(TASK ITEM):
Whenever a line below holds the word "wipe", copy that line.

[Stored data]
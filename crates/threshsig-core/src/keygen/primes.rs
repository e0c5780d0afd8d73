//! Primality testing and safe-prime search

use crate::math::wipe;
use crate::{config::DealerConfig, Error, Result};
use num_bigint::{BigUint, RandBigInt};
use num_traits::One;
use rand_core::{CryptoRng, RngCore};
use std::sync::OnceLock;
use tracing::{debug, instrument};

#[cfg(feature = "multi-thread")]
use rayon::prelude::*;

/// Upper bound of the trial-division sieve
const SIEVE_LIMIT: usize = 2048;

/// A safe prime `p = 2·p' + 1` together with its Sophie Germain half `p'`
pub struct SafePrime {
    pub p: BigUint,
    pub p_prime: BigUint,
}

impl Drop for SafePrime {
    fn drop(&mut self) {
        wipe(&mut self.p);
        wipe(&mut self.p_prime);
    }
}

fn small_primes() -> &'static [u32] {
    static PRIMES: OnceLock<Vec<u32>> = OnceLock::new();
    PRIMES.get_or_init(|| {
        let mut composite = vec![false; SIEVE_LIMIT + 1];
        let mut primes = Vec::new();
        for i in 2..=SIEVE_LIMIT {
            if composite[i] {
                continue;
            }
            primes.push(i as u32);
            for j in (i * i..=SIEVE_LIMIT).step_by(i) {
                composite[j] = true;
            }
        }
        primes
    })
}

/// Trial-division primality for word-sized values
pub(crate) fn is_small_prime(n: u64) -> bool {
    if n < 2 {
        return false;
    }
    if n % 2 == 0 {
        return n == 2;
    }
    let mut d = 3u64;
    while d * d <= n {
        if n % d == 0 {
            return false;
        }
        d += 2;
    }
    true
}

/// Miller-Rabin with the first `rounds` primes as witnesses
///
/// Only for the dealer's own random candidates: composites built against
/// fixed witnesses pass this test, so it must not judge untrusted input.
pub(crate) fn is_probable_prime(n: &BigUint, rounds: usize) -> bool {
    let two = BigUint::from(2u32);
    if n < &two {
        return false;
    }
    for &p in small_primes() {
        if n == &BigUint::from(p) {
            return true;
        }
        if residue(n, p) == 0 {
            return false;
        }
    }

    let n_minus_1 = n - 1u32;
    let s = n_minus_1.trailing_zeros().unwrap_or(0);
    let d = &n_minus_1 >> s;

    'witness: for &a in small_primes().iter().take(rounds) {
        let mut x = BigUint::from(a).modpow(&d, n);
        if x.is_one() || x == n_minus_1 {
            continue;
        }
        for _ in 1..s {
            x = x.modpow(&two, n);
            if x == n_minus_1 {
                continue 'witness;
            }
        }
        return false;
    }

    true
}

/// `n mod r` without allocating
fn residue(n: &BigUint, r: u32) -> u32 {
    let r = u64::from(r);
    n.iter_u32_digits()
        .rev()
        .fold(0u64, |acc, digit| ((acc << 32) | u64::from(digit)) % r) as u32
}

/// Cheap filter: neither `p'` nor `2·p' + 1` has a small factor
fn passes_sieve(p_prime: &BigUint) -> bool {
    small_primes().iter().all(|&r| {
        let rho = residue(p_prime, r);
        rho != 0 && (2 * rho + 1) % r != 0
    })
}

fn is_safe_prime_half(p_prime: &BigUint, rounds: usize) -> bool {
    if !passes_sieve(p_prime) {
        return false;
    }
    let p: BigUint = (p_prime << 1u32) + 1u32;

    // Fermat base 2 on p first, it rejects most survivors of the sieve
    let two = BigUint::from(2u32);
    if !two.modpow(&(&p - 1u32), &p).is_one() {
        return false;
    }

    is_probable_prime(p_prime, rounds) && is_probable_prime(&p, rounds)
}

/// Random `bits`-bit odd value with its two top bits set
fn random_candidate<R: RngCore + CryptoRng>(bits: u64, rng: &mut R) -> BigUint {
    let mut candidate = rng.gen_biguint(bits);
    candidate |= BigUint::from(3u32) << (bits - 2);
    candidate |= BigUint::one();
    candidate
}

/// Search for a `bits`-bit safe prime whose two top bits are set
///
/// Candidates are drawn a batch at a time from `rng` and tested in parallel.
/// The first passing candidate in draw order wins, so a seeded RNG always
/// produces the same prime.
#[instrument(skip(config, rng))]
pub fn generate_safe_prime<R: RngCore + CryptoRng>(
    bits: usize,
    config: &DealerConfig,
    rng: &mut R,
) -> Result<SafePrime> {
    if bits < 16 {
        return Err(Error::InvalidParameter(format!(
            "Safe prime size {} is too small",
            bits
        )));
    }
    let half_bits = (bits - 1) as u64;
    let rounds = config.miller_rabin_rounds;

    for round in 0..config.max_prime_rounds {
        let candidates: Vec<BigUint> = (0..config.prime_batch_size)
            .map(|_| random_candidate(half_bits, rng))
            .collect();

        #[cfg(feature = "multi-thread")]
        let found = candidates
            .par_iter()
            .find_first(|c| is_safe_prime_half(c, rounds));
        #[cfg(not(feature = "multi-thread"))]
        let found = candidates.iter().find(|c| is_safe_prime_half(c, rounds));

        if let Some(p_prime) = found {
            debug!(round, bits, "Safe prime found");
            let p_prime = p_prime.clone();
            let p = (&p_prime << 1u32) + 1u32;
            return Ok(SafePrime { p, p_prime });
        }
    }

    Err(Error::KeyGeneration(format!(
        "No {}-bit safe prime found in {} rounds of {} candidates",
        bits, config.max_prime_rounds, config.prime_batch_size
    )))
}

#[cfg(test)]
mod tests {
    use super::*;
    use rand_chacha::ChaCha20Rng;
    use rand_core::SeedableRng;

    #[test]
    fn test_small_primes() {
        assert!(is_small_prime(2));
        assert!(is_small_prime(65_537));
        assert!(!is_small_prime(1));
        assert!(!is_small_prime(65_535));
        assert_eq!(small_primes()[..5], [2, 3, 5, 7, 11]);
    }

    #[test]
    fn test_residue() {
        let n = (BigUint::one() << 200u32) + 12_345u32;
        for &r in &[3u32, 7, 2039] {
            assert_eq!(BigUint::from(residue(&n, r)), &n % r);
        }
    }

    #[test]
    fn test_miller_rabin() {
        // 2^127 - 1 is a Mersenne prime
        let m127 = (BigUint::one() << 127u32) - 1u32;
        assert!(is_probable_prime(&m127, 16));

        // Carmichael number 561 and a product of two large primes
        assert!(!is_probable_prime(&BigUint::from(561u32), 16));
        let composite = &m127 * BigUint::from(2_305_843_009_213_693_951u64);
        assert!(!is_probable_prime(&composite, 16));
    }

    #[test]
    fn test_safe_prime_structure() {
        let mut rng = ChaCha20Rng::from_seed([7u8; 32]);
        let config = DealerConfig::with_key_size(512);
        let sp = generate_safe_prime(128, &config, &mut rng).unwrap();

        assert_eq!(sp.p.bits(), 128);
        assert_eq!(sp.p, (&sp.p_prime << 1u32) + 1u32);
        assert!(is_probable_prime(&sp.p, 32));
        assert!(is_probable_prime(&sp.p_prime, 32));
    }

    #[test]
    fn test_safe_prime_search_is_seeded() {
        let config = DealerConfig::with_key_size(512);
        let a = generate_safe_prime(96, &config, &mut ChaCha20Rng::from_seed([3u8; 32])).unwrap();
        let b = generate_safe_prime(96, &config, &mut ChaCha20Rng::from_seed([3u8; 32])).unwrap();
        assert_eq!(a.p, b.p);
    }

    #[test]
    fn test_exhausted_budget() {
        let mut config = DealerConfig::with_key_size(512);
        config.max_prime_rounds = 1;
        config.prime_batch_size = 1;

        // A single 512-bit candidate is a safe prime with negligible probability
        let mut rng = ChaCha20Rng::from_seed([1u8; 32]);
        assert!(matches!(
            generate_safe_prime(512, &config, &mut rng),
            Err(Error::KeyGeneration(_))
        ));
    }
}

(FINAL ANSWER):
use crate::math::wipe;
        wipe(&mut self.p);
        wipe(&mut self.p_prime);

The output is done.